Activity
Output the whole listing again, exactly as it reads.

Given records
···

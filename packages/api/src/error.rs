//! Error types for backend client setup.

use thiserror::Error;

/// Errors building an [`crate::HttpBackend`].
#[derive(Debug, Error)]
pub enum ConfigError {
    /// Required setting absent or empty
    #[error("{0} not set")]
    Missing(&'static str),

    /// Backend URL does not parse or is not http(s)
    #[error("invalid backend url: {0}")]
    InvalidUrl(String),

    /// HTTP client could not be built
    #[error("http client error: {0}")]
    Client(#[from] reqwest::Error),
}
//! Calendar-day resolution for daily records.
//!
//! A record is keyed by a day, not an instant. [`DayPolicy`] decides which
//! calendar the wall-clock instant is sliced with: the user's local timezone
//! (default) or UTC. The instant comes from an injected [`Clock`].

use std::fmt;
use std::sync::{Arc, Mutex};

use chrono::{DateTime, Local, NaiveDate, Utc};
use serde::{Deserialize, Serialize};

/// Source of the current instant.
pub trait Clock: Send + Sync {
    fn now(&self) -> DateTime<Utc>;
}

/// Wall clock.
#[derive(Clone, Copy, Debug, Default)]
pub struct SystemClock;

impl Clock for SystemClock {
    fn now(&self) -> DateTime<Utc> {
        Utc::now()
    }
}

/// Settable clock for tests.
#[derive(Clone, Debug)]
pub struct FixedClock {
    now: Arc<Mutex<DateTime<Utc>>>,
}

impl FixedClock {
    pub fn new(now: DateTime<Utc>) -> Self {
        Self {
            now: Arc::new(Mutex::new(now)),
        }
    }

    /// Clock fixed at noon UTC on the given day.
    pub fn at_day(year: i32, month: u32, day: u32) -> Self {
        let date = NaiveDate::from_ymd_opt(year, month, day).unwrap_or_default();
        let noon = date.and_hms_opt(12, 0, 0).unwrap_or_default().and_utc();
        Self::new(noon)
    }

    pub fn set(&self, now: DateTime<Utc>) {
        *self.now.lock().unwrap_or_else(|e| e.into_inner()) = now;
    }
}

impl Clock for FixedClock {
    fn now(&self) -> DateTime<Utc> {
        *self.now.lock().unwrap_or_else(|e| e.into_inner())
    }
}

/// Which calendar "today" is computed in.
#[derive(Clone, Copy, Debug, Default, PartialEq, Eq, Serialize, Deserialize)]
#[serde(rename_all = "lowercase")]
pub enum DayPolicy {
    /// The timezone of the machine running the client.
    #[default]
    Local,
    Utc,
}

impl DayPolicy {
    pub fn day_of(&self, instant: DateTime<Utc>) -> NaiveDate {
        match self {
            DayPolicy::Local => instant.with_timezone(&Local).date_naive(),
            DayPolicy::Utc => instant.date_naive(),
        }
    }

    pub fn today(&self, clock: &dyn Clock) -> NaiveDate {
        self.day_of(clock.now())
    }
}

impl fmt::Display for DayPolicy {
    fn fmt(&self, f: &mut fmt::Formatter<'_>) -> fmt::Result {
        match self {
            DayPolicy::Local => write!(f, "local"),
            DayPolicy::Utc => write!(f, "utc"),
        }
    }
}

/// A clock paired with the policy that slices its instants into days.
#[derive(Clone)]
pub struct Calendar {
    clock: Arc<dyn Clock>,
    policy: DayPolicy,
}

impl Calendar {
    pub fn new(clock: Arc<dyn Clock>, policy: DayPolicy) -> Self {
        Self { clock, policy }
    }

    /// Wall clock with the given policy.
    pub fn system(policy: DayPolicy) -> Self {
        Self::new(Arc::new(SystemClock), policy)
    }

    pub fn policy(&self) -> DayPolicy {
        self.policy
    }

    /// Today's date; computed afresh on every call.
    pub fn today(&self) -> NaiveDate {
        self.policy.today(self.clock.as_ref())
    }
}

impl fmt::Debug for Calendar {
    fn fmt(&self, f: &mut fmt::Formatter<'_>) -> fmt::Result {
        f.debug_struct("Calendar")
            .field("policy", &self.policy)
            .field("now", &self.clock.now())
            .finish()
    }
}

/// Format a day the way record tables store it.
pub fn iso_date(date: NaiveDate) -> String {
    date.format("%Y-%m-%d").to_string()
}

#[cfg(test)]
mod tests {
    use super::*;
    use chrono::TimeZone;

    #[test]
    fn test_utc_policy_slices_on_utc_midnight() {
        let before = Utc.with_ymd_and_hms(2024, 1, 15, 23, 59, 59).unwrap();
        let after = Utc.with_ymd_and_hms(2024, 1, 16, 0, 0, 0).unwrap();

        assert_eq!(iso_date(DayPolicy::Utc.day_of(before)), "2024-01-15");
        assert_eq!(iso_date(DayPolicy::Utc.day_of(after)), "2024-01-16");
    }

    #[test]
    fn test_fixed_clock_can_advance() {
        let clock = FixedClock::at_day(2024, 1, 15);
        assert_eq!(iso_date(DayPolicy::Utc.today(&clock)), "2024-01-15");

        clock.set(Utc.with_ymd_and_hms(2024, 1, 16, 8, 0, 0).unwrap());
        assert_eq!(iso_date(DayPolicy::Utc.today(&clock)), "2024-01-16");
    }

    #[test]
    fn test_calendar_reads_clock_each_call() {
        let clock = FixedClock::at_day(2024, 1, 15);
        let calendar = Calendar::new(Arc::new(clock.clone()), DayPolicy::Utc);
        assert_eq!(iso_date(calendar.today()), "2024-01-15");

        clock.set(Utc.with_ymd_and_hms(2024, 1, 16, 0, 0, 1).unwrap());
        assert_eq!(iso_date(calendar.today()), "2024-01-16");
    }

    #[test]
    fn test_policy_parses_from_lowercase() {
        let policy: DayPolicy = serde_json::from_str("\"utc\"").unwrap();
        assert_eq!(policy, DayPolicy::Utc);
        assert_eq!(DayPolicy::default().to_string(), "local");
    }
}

···

Output below
filename packages/api/src/error.rs
//! Error types for backend client setup.

use thiserror::Error;

/// Errors building an [`crate::HttpBackend`].
#[derive(Debug, Error)]
pub enum ConfigError {
    /// Required setting absent or empty
    #[error("{0} not set")]
    Missing(&'static str),

    /// Backend URL does not parse or is not http(s)
    #[error("invalid backend url: {0}")]
    InvalidUrl(String),

    /// HTTP client could not be built
    #[error("http client error: {0}")]
    Client(#[from] reqwest::Error),
}
//! Calendar-day resolution for daily records.
//!
//! A record is keyed by a day, not an instant. [`DayPolicy`] decides which
//! calendar the wall-clock instant is sliced with: the user's local timezone
//! (default) or UTC. The instant comes from an injected [`Clock`].

use std::fmt;
use std::sync::{Arc, Mutex};

use chrono::{DateTime, Local, NaiveDate, Utc};
use serde::{Deserialize, Serialize};

/// Source of the current instant.
pub trait Clock: Send + Sync {
    fn now(&self) -> DateTime<Utc>;
}

/// Wall clock.
#[derive(Clone, Copy, Debug, Default)]
pub struct SystemClock;

impl Clock for SystemClock {
    fn now(&self) -> DateTime<Utc> {
        Utc::now()
    }
}

/// Settable clock for tests.
#[derive(Clone, Debug)]
pub struct FixedClock {
    now: Arc<Mutex<DateTime<Utc>>>,
}

impl FixedClock {
    pub fn new(now: DateTime<Utc>) -> Self {
        Self {
            now: Arc::new(Mutex::new(now)),
        }
    }

    /// Clock fixed at noon UTC on the given day.
    pub fn at_day(year: i32, month: u32, day: u32) -> Self {
        let date = NaiveDate::from_ymd_opt(year, month, day).unwrap_or_default();
        let noon = date.and_hms_opt(12, 0, 0).unwrap_or_default().and_utc();
        Self::new(noon)
    }

    pub fn set(&self, now: DateTime<Utc>) {
        *self.now.lock().unwrap_or_else(|e| e.into_inner()) = now;
    }
}

impl Clock for FixedClock {
    fn now(&self) -> DateTime<Utc> {
        *self.now.lock().unwrap_or_else(|e| e.into_inner())
    }
}

/// Which calendar "today" is computed in.
#[derive(Clone, Copy, Debug, Default, PartialEq, Eq, Serialize, Deserialize)]
#[serde(rename_all = "lowercase")]
pub enum DayPolicy {
    /// The timezone of the machine running the client.
    #[default]
    Local,
    Utc,
}

impl DayPolicy {
    pub fn day_of(&self, instant: DateTime<Utc>) -> NaiveDate {
        match self {
            DayPolicy::Local => instant.with_timezone(&Local).date_naive(),
            DayPolicy::Utc => instant.date_naive(),
        }
    }

    pub fn today(&self, clock: &dyn Clock) -> NaiveDate {
        self.day_of(clock.now())
    }
}

impl fmt::Display for DayPolicy {
    fn fmt(&self, f: &mut fmt::Formatter<'_>) -> fmt::Result {
        match self {
            DayPolicy::Local => write!(f, "local"),
            DayPolicy::Utc => write!(f, "utc"),
        }
    }
}

/// A clock paired with the policy that slices its instants into days.
#[derive(Clone)]
pub struct Calendar {
    clock: Arc<dyn Clock>,
    policy: DayPolicy,
}

impl Calendar {
    pub fn new(clock: Arc<dyn Clock>, policy: DayPolicy) -> Self {
        Self { clock, policy }
    }

    /// Wall clock with the given policy.
    pub fn system(policy: DayPolicy) -> Self {
        Self::new(Arc::new(SystemClock), policy)
    }

    pub fn policy(&self) -> DayPolicy {
        self.policy
    }

    /// Today's date; computed afresh on every call.
    pub fn today(&self) -> NaiveDate {
        self.policy.today(self.clock.as_ref())
    }
}

impl fmt::Debug for Calendar {
    fn fmt(&self, f: &mut fmt::Formatter<'_>) -> fmt::Result {
        f.debug_struct("Calendar")
            .field("policy", &self.policy)
            .field("now", &self.clock.now())
            .finish()
    }
}

/// Format a day the way record tables store it.
pub fn iso_date(date: NaiveDate) -> String {
    date.format("%Y-%m-%d").to_string()
}

#[cfg(test)]
mod tests {
    use super::*;
    use chrono::TimeZone;

    #[test]
    fn test_utc_policy_slices_on_utc_midnight() {
        let before = Utc.with_ymd_and_hms(2024, 1, 15, 23, 59, 59).unwrap();
        let after = Utc.with_ymd_and_hms(2024, 1, 16, 0, 0, 0).unwrap();

        assert_eq!(iso_date(DayPolicy::Utc.day_of(before)), "2024-01-15");
        assert_eq!(iso_date(DayPolicy::Utc.day_of(after)), "2024-01-16");
    }

    #[test]
    fn test_fixed_clock_can_advance() {
        let clock = FixedClock::at_day(2024, 1, 15);
        assert_eq!(iso_date(DayPolicy::Utc.today(&clock)), "2024-01-15");

        clock.set(Utc.with_ymd_and_hms(2024, 1, 16, 8, 0, 0).unwrap());
        assert_eq!(iso_date(DayPolicy::Utc.today(&clock)), "2024-01-16");
    }

    #[test]
    fn test_calendar_reads_clock_each_call() {
        let clock = FixedClock::at_day(2024, 1, 15);
        let calendar = Calendar::new(Arc::new(clock.clone()), DayPolicy::Utc);
        assert_eq!(iso_date(calendar.today()), "2024-01-15");

        clock.set(Utc.with_ymd_and_hms(2024, 1, 16, 0, 0, 1).unwrap());
        assert_eq!(iso_date(calendar.today()), "2024-01-16");
    }

    #[test]
    fn test_policy_parses_from_lowercase() {
        let policy: DayPolicy = serde_json::from_str("\"utc\"").unwrap();
        assert_eq!(policy, DayPolicy::Utc);
        assert_eq!(DayPolicy::default().to_string(), "local");
    }
}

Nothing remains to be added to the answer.